Can't help you. I have seen meggers built into 480 volt MCC buckets but nothing like what you've got.
l
LC


----------



## emtnut (Mar 1, 2015)

glen1971 said:


> Has anyone had much experience with these? There is one bolted to the side of a motor terminal box on a 5 kv, 4,000 hp motor. I've done a bit of reading, but not sure what it's trying to tell. Do you need special software to get the data off it? The 4,000 hp motor is being changed out to a 5,000 hp one. Is there a "re-tuning" needed on this monitor? The old one appeared to be in alarm for a few years, and no one really seems to know why, or if a fix is needed...


You just need to go on the factory 2 day training .... then you can "interpret the collected data" ....:shifty:
http://www.unitronics-electric.com/pdf/DP/PDTrac Brochure.pdf

Idea behind it sounds OK .... but kinda smells like snake oil to me .... 

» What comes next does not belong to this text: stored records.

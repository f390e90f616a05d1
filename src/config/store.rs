//! Defaults-merged configuration store.
//!
//! [`ConfigStore`] reads and writes a configuration object through an
//! injected [`StorageBackend`], always presenting it merged over a fixed set
//! of defaults. [`ConfigStore::configure`] registers a create/destroy pair
//! that is torn down and rebuilt on every storage change event. There is no
//! diffing: the backend reports only that something changed, so the whole
//! handler is re-created from a fresh read.

use super::merge::overlay_defaults;
use super::types::Configuration;
use crate::error::StoreResult;
use crate::storage::StorageBackend;
use arc_swap::ArcSwap;
use serde_json::{Map, Value};
use std::future::Future;
use std::pin::Pin;
use std::sync::Arc;
use tokio::sync::watch;
use tokio::task::JoinHandle;
use tracing::{debug, error, info};

type TeardownFn = Box<dyn FnOnce() -> Pin<Box<dyn Future<Output = ()> + Send>> + Send>;

/// One-shot cleanup returned by an `on_create` handler.
pub struct Teardown(TeardownFn);

impl Teardown {
    /// Wrap an async cleanup.
    pub fn new<F, Fut>(f: F) -> Self
    where
        F: FnOnce() -> Fut + Send + 'static,
        Fut: Future<Output = ()> + Send + 'static,
    {
        Self(Box::new(move || Box::pin(f())))
    }

    /// Wrap a synchronous cleanup.
    pub fn from_fn<F>(f: F) -> Self
    where
        F: FnOnce() + Send + 'static,
    {
        Self::new(move || async move { f() })
    }

    /// A teardown that does nothing.
    pub fn noop() -> Self {
        Self::new(|| async {})
    }

    /// Run the cleanup, consuming it.
    pub async fn run(self) {
        (self.0)().await
    }
}

impl Default for Teardown {
    fn default() -> Self {
        Self::noop()
    }
}

impl std::fmt::Debug for Teardown {
    fn fmt(&self, f: &mut std::fmt::Formatter<'_>) -> std::fmt::Result {
        f.write_str("Teardown")
    }
}

/// Configuration store over a storage backend.
#[derive(Debug, Clone)]
pub struct ConfigStore {
    backend: Arc<dyn StorageBackend>,
    defaults: Arc<Configuration>,
}

impl ConfigStore {
    /// Create a store over `backend` with the given defaults.
    ///
    /// The backend is fixed for the life of the store.
    pub fn new(backend: Arc<dyn StorageBackend>, defaults: Configuration) -> Self {
        Self {
            backend,
            defaults: Arc::new(defaults),
        }
    }

    /// Create a store using [`Configuration::extension_defaults`].
    pub fn with_extension_defaults(backend: Arc<dyn StorageBackend>) -> Self {
        Self::new(backend, Configuration::extension_defaults())
    }

    pub fn defaults(&self) -> &Configuration {
        &self.defaults
    }

    pub fn backend_name(&self) -> &str {
        self.backend.name()
    }

    /// Read the stored configuration merged over the defaults.
    pub async fn read_config(&self) -> StoreResult<Configuration> {
        let stored = self.backend.get().await?;
        debug!(
            backend = %self.backend.name(),
            stored_keys = stored.as_ref().map_or(0, Map::len),
            "Read configuration"
        );
        Ok(overlay_defaults(&self.defaults, stored))
    }

    /// Set one key and persist the full merged configuration.
    ///
    /// This is a plain read-modify-write with no locking or versioning: two
    /// overlapping calls may each write a configuration that lacks the
    /// other's key, and the last write wins.
    pub async fn set_config(
        &self,
        key: impl Into<String>,
        value: impl Into<Value>,
    ) -> StoreResult<()> {
        let key = key.into();
        let mut config = self.read_config().await?;
        config.insert(key.clone(), value);
        self.backend.set(config.into_map()).await?;
        debug!(backend = %self.backend.name(), key = %key, "Configuration key set");
        Ok(())
    }

    /// Register a lifecycle handler.
    ///
    /// `on_create` is invoked once with the current configuration before this
    /// returns. Then, for every change reported by the backend, the previous
    /// [`Teardown`] is awaited and `on_create` is invoked again with a fresh
    /// read. Rebuilding continues in a background task for as long as the
    /// backend keeps its change stream open.
    ///
    /// The task holds its own clone of the store, and with it the backend.
    /// [`MemoryStorage`](crate::storage::MemoryStorage) and
    /// [`FileStorage`](crate::storage::FileStorage) own their notifier, so
    /// their change stream never closes and the task runs until the runtime
    /// shuts down.
    ///
    /// Fails only if the initial read fails. A failed re-read after a change
    /// is logged; the handler then stays torn down until the next change.
    pub async fn configure<F, Fut>(&self, mut on_create: F) -> StoreResult<ConfigureHandle>
    where
        F: FnMut(Configuration) -> Fut + Send + 'static,
        Fut: Future<Output = Teardown> + Send + 'static,
    {
        // Subscribe before the first read so no change can slip in between.
        let mut listener = self.backend.on_changed();

        let config = self.read_config().await?;
        let current = Arc::new(ArcSwap::from_pointee(config.clone()));
        let teardown = on_create(config).await;
        info!(backend = %self.backend.name(), "Configuration handler created");

        let (generation_tx, generation_rx) = watch::channel(0u64);
        let store = self.clone();
        let task_current = Arc::clone(&current);

        let task = tokio::spawn(async move {
            let mut teardown = Some(teardown);
            while listener.changed().await.is_some() {
                debug!(backend = %store.backend.name(), "Storage changed; rebuilding handler");
                if let Some(previous) = teardown.take() {
                    previous.run().await;
                }

                match store.read_config().await {
                    Ok(config) => {
                        task_current.store(Arc::new(config.clone()));
                        teardown = Some(on_create(config).await);
                        generation_tx.send_modify(|g| *g += 1);
                    }
                    Err(e) => {
                        error!(
                            backend = %store.backend.name(),
                            "Failed to re-read configuration after change: {}", e
                        );
                    }
                }
            }
            info!(backend = %store.backend.name(), "Storage change stream closed");
        });

        Ok(ConfigureHandle {
            current,
            generation: generation_rx,
            task,
        })
    }
}

/// Handle to an active configuration handler.
///
/// Dropping the handle does not stop rebuilding. Neither does dropping the
/// store or the caller's reference to the backend: the loop ends only when
/// the backend itself closes its change stream, which the built-in backends
/// never do.
#[derive(Debug)]
pub struct ConfigureHandle {
    current: Arc<ArcSwap<Configuration>>,
    generation: watch::Receiver<u64>,
    task: JoinHandle<()>,
}

impl ConfigureHandle {
    /// The configuration most recently handed to `on_create`.
    pub fn current(&self) -> Arc<Configuration> {
        self.current.load_full()
    }

    /// Number of completed rebuilds since registration.
    pub fn generation(&self) -> u64 {
        *self.generation.borrow()
    }

    /// Wait for the next completed rebuild and return its generation.
    ///
    /// Returns `None` once the rebuild loop has stopped. Over a backend whose
    /// change stream stays open this simply waits for the next change.
    pub async fn wait_for_rebuild(&mut self) -> Option<u64> {
        self.generation.changed().await.ok()?;
        Some(*self.generation.borrow_and_update())
    }

    /// Wait until at least `generation` rebuilds have completed.
    pub async fn wait_for_generation(&mut self, generation: u64) -> Option<u64> {
        self.generation
            .wait_for(|g| *g >= generation)
            .await
            .ok()
            .map(|g| *g)
    }

    /// Whether the rebuild loop is still listening for changes.
    ///
    /// Stays `true` for the built-in backends.
    pub fn is_active(&self) -> bool {
        !self.task.is_finished()
    }
}
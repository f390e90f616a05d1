//! JSON-file storage backend.
//!
//! Each namespace is one pretty-printed JSON object at `<dir>/<namespace>.json`.
//! Writes go to a uniquely named sibling temp file that is then renamed over
//! the target, so readers never observe a half-written document.

use super::watcher::{WatchGuard, WatcherConfig, start_storage_watcher};
use super::{ChangeListener, ChangeNotifier, StorageBackend};
use crate::error::{StoreError, StoreResult};
use crate::paths;
use async_trait::async_trait;
use serde_json::{Map, Value};
use std::io::Write;
use std::path::{Path, PathBuf};
use std::sync::Arc;
use std::sync::atomic::{AtomicUsize, Ordering};
use tracing::debug;

#[derive(Debug)]
pub struct FileStorage {
    name: String,
    path: PathBuf,
    notifier: ChangeNotifier,
    /// Number of live watch guards.
    watchers: Arc<AtomicUsize>,
}

impl FileStorage {
    /// Open the file backend for `namespace` inside `dir`.
    ///
    /// Nothing is created on disk until the first write.
    pub fn open(dir: impl AsRef<Path>, namespace: &str) -> StoreResult<Self> {
        paths::validate_namespace(namespace)?;
        let path = paths::storage_file(dir.as_ref(), namespace);
        Ok(Self {
            name: format!("file:{}", path.display()),
            path,
            notifier: ChangeNotifier::new(),
            watchers: Arc::new(AtomicUsize::new(0)),
        })
    }

    pub fn path(&self) -> &Path {
        &self.path
    }

    /// Report edits made by other processes as change events.
    ///
    /// While the returned guard is alive, this backend's own writes are also
    /// reported through the watcher rather than directly, so each write is
    /// announced once. Creates the storage directory if needed.
    ///
    /// Synchronous: the directory is created with blocking I/O, once, before
    /// the watcher starts. Call it during setup rather than from a hot path.
    pub fn watch_external(&self, config: &WatcherConfig) -> StoreResult<WatchGuard> {
        let dir = self.storage_dir();
        std::fs::create_dir_all(&dir).map_err(|source| StoreError::Io {
            path: dir.clone(),
            source,
        })?;
        start_storage_watcher(
            &self.path,
            config,
            self.notifier.clone(),
            Arc::clone(&self.watchers),
        )
    }

    pub fn is_watching(&self) -> bool {
        self.watchers.load(Ordering::SeqCst) > 0
    }

    async fn read_object(&self) -> StoreResult<Option<Map<String, Value>>> {
        let content = match tokio::fs::read_to_string(&self.path).await {
            Ok(content) => content,
            Err(e) if e.kind() == std::io::ErrorKind::NotFound => return Ok(None),
            Err(source) => {
                return Err(StoreError::Io {
                    path: self.path.clone(),
                    source,
                });
            }
        };

        if content.trim().is_empty() {
            return Ok(None);
        }

        let value: Value = serde_json::from_str(&content).map_err(|source| StoreError::Parse {
            path: self.path.clone(),
            source,
        })?;
        match value {
            Value::Object(map) => Ok(Some(map)),
            _ => Err(StoreError::NotAnObject {
                path: self.path.clone(),
            }),
        }
    }

    async fn write_object(&self, object: &Map<String, Value>) -> StoreResult<()> {
        let dir = self.storage_dir();
        tokio::fs::create_dir_all(&dir)
            .await
            .map_err(|source| StoreError::Io {
                path: dir.clone(),
                source,
            })?;

        let mut content =
            serde_json::to_string_pretty(object).map_err(|source| StoreError::Encode {
                path: self.path.clone(),
                source,
            })?;
        content.push('\n');

        let path = self.path.clone();
        tokio::task::spawn_blocking(move || replace_file(&dir, &path, content.as_bytes()))
            .await
            .map_err(|e| StoreError::Io {
                path: self.path.clone(),
                source: std::io::Error::other(e),
            })?
    }

    fn storage_dir(&self) -> PathBuf {
        match self.path.parent() {
            Some(dir) if !dir.as_os_str().is_empty() => dir.to_path_buf(),
            _ => PathBuf::from("."),
        }
    }
}

/// Write `content` to a uniquely named temp file in `dir`, then rename it
/// over `path`.
///
/// Every write gets its own temp file, so overlapping writers (tasks or
/// processes) never rename each other's file away. The last rename wins.
fn replace_file(dir: &Path, path: &Path, content: &[u8]) -> StoreResult<()> {
    let prefix = match path.file_name() {
        Some(name) => format!(".{}.", name.to_string_lossy()),
        None => ".".to_string(),
    };
    let mut tmp = tempfile::Builder::new()
        .prefix(&prefix)
        .suffix(".tmp")
        .tempfile_in(dir)
        .map_err(|source| StoreError::Io {
            path: dir.to_path_buf(),
            source,
        })?;

    let tmp_path = tmp.path().to_path_buf();
    tmp.write_all(content)
        .map_err(|source| StoreError::Io {
            path: tmp_path,
            source,
        })?;
    tmp.persist(path).map_err(|e| StoreError::Io {
        path: path.to_path_buf(),
        source: e.error,
    })?;
    Ok(())
}

#[async_trait]
impl StorageBackend for FileStorage {
    fn name(&self) -> &str {
        &self.name
    }

    async fn get(&self) -> StoreResult<Option<Map<String, Value>>> {
        self.read_object().await
    }

    async fn set(&self, items: Map<String, Value>) -> StoreResult<()> {
        let mut object = self.read_object().await?.unwrap_or_default();
        debug!(path = %self.path.display(), keys = items.len(), "Writing items");
        object.extend(items);
        self.write_object(&object).await?;

        if !self.is_watching() {
            self.notifier.notify();
        }
        Ok(())
    }

    fn on_changed(&self) -> ChangeListener {
        self.notifier.subscribe()
    }
}
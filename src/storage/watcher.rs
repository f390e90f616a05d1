//! File watcher for file-backed storage.
//!
//! Watches the directory holding a namespace file and turns any change to
//! that file, whether written by this process or another one, into a change
//! announcement. Uses debouncing to coalesce rapid writes.

use super::ChangeNotifier;
use crate::error::{StoreError, StoreResult};
use notify::RecommendedWatcher;
use notify_debouncer_mini::{DebouncedEvent, DebouncedEventKind, Debouncer, new_debouncer};
use std::ffi::{OsStr, OsString};
use std::path::{Path, PathBuf};
use std::sync::Arc;
use std::sync::atomic::{AtomicUsize, Ordering};
use std::sync::mpsc;
use std::time::Duration;
use tracing::{debug, error, info};

/// Configuration for the storage watcher.
#[derive(Debug, Clone)]
pub struct WatcherConfig {
    /// Debounce duration for coalescing rapid changes.
    pub debounce_duration: Duration,
}

impl WatcherConfig {
    pub fn with_debounce_ms(ms: u64) -> Self {
        Self {
            debounce_duration: Duration::from_millis(ms),
        }
    }
}

impl Default for WatcherConfig {
    fn default() -> Self {
        Self::with_debounce_ms(500)
    }
}

/// Keeps a storage watcher alive. Dropping it stops watching.
pub struct WatchGuard {
    _debouncer: Debouncer<RecommendedWatcher>,
    active: Arc<AtomicUsize>,
    path: PathBuf,
}

impl WatchGuard {
    pub fn path(&self) -> &Path {
        &self.path
    }
}

impl std::fmt::Debug for WatchGuard {
    fn fmt(&self, f: &mut std::fmt::Formatter<'_>) -> std::fmt::Result {
        f.debug_struct("WatchGuard").field("path", &self.path).finish()
    }
}

impl Drop for WatchGuard {
    fn drop(&mut self) {
        self.active.fetch_sub(1, Ordering::SeqCst);
        info!("Stopped watching storage file: {}", self.path.display());
    }
}

/// Starts watching `file` for changes.
///
/// Must be called from within a tokio runtime. `active` is incremented while
/// the returned guard is alive so the owning backend can tell that its own
/// writes will be reported by the watcher.
pub(crate) fn start_storage_watcher(
    file: &Path,
    config: &WatcherConfig,
    notifier: ChangeNotifier,
    active: Arc<AtomicUsize>,
) -> StoreResult<WatchGuard> {
    let dir = file
        .parent()
        .filter(|p| !p.as_os_str().is_empty())
        .unwrap_or_else(|| Path::new("."))
        .to_path_buf();
    let file_name = file
        .file_name()
        .map(OsStr::to_os_string)
        .unwrap_or_default();

    let (notify_tx, notify_rx) = mpsc::channel();

    let mut debouncer =
        new_debouncer(config.debounce_duration, notify_tx).map_err(|source| StoreError::Watch {
            path: dir.clone(),
            source,
        })?;
    debouncer
        .watcher()
        .watch(&dir, notify::RecursiveMode::NonRecursive)
        .map_err(|source| StoreError::Watch {
            path: dir.clone(),
            source,
        })?;
    info!("Watching storage file: {}", file.display());

    // Exits once the debouncer (and with it the sending half) is dropped.
    tokio::task::spawn_blocking(move || forward_events(notify_rx, notifier, file_name));

    active.fetch_add(1, Ordering::SeqCst);
    Ok(WatchGuard {
        _debouncer: debouncer,
        active,
        path: file.to_path_buf(),
    })
}

/// Forward debounced events that touch the watched file.
fn forward_events(
    rx: mpsc::Receiver<Result<Vec<DebouncedEvent>, notify::Error>>,
    notifier: ChangeNotifier,
    file_name: OsString,
) {
    loop {
        match rx.recv() {
            Ok(Ok(events)) => {
                let touched = events.iter().any(|event| {
                    matches!(
                        event.kind,
                        DebouncedEventKind::Any | DebouncedEventKind::AnyContinuous
                    ) && is_watched_file(&event.path, &file_name)
                });
                if touched {
                    let reached = notifier.notify();
                    debug!(listeners = reached, "Storage file changed on disk");
                }
            }
            Ok(Err(e)) => {
                error!("Storage watcher error: {}", e);
            }
            Err(_) => {
                info!("Storage watcher channel closed, stopping");
                return;
            }
        }
    }
}

fn is_watched_file(path: &Path, file_name: &OsStr) -> bool {
    path.file_name() == Some(file_name)
}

Maybe someone with experience will comment if it can really predict imminent failure :001_unsure:


----------



## Big John (May 23, 2010)

I've never used this model but online PD detection definitely isn't snake-oil: In MV applications it's one of the best defenses against sudden catastrophic insulation failure.

For a motor that size it would be worth a call to the manufacturer to see about making the system operational, and apparently to train the plant personnel to properly respond to alarms.


Lone Crapshooter said:


> I have seen meggers built into 480 volt MCC buckets...


 That's nuts. What was the application?


----------



## Lone Crapshooter (Nov 8, 2008)

Just standard industrial motor control nothing special. They just could not spend money fast enough. Engineer liked bells and wistles. 

lC


----------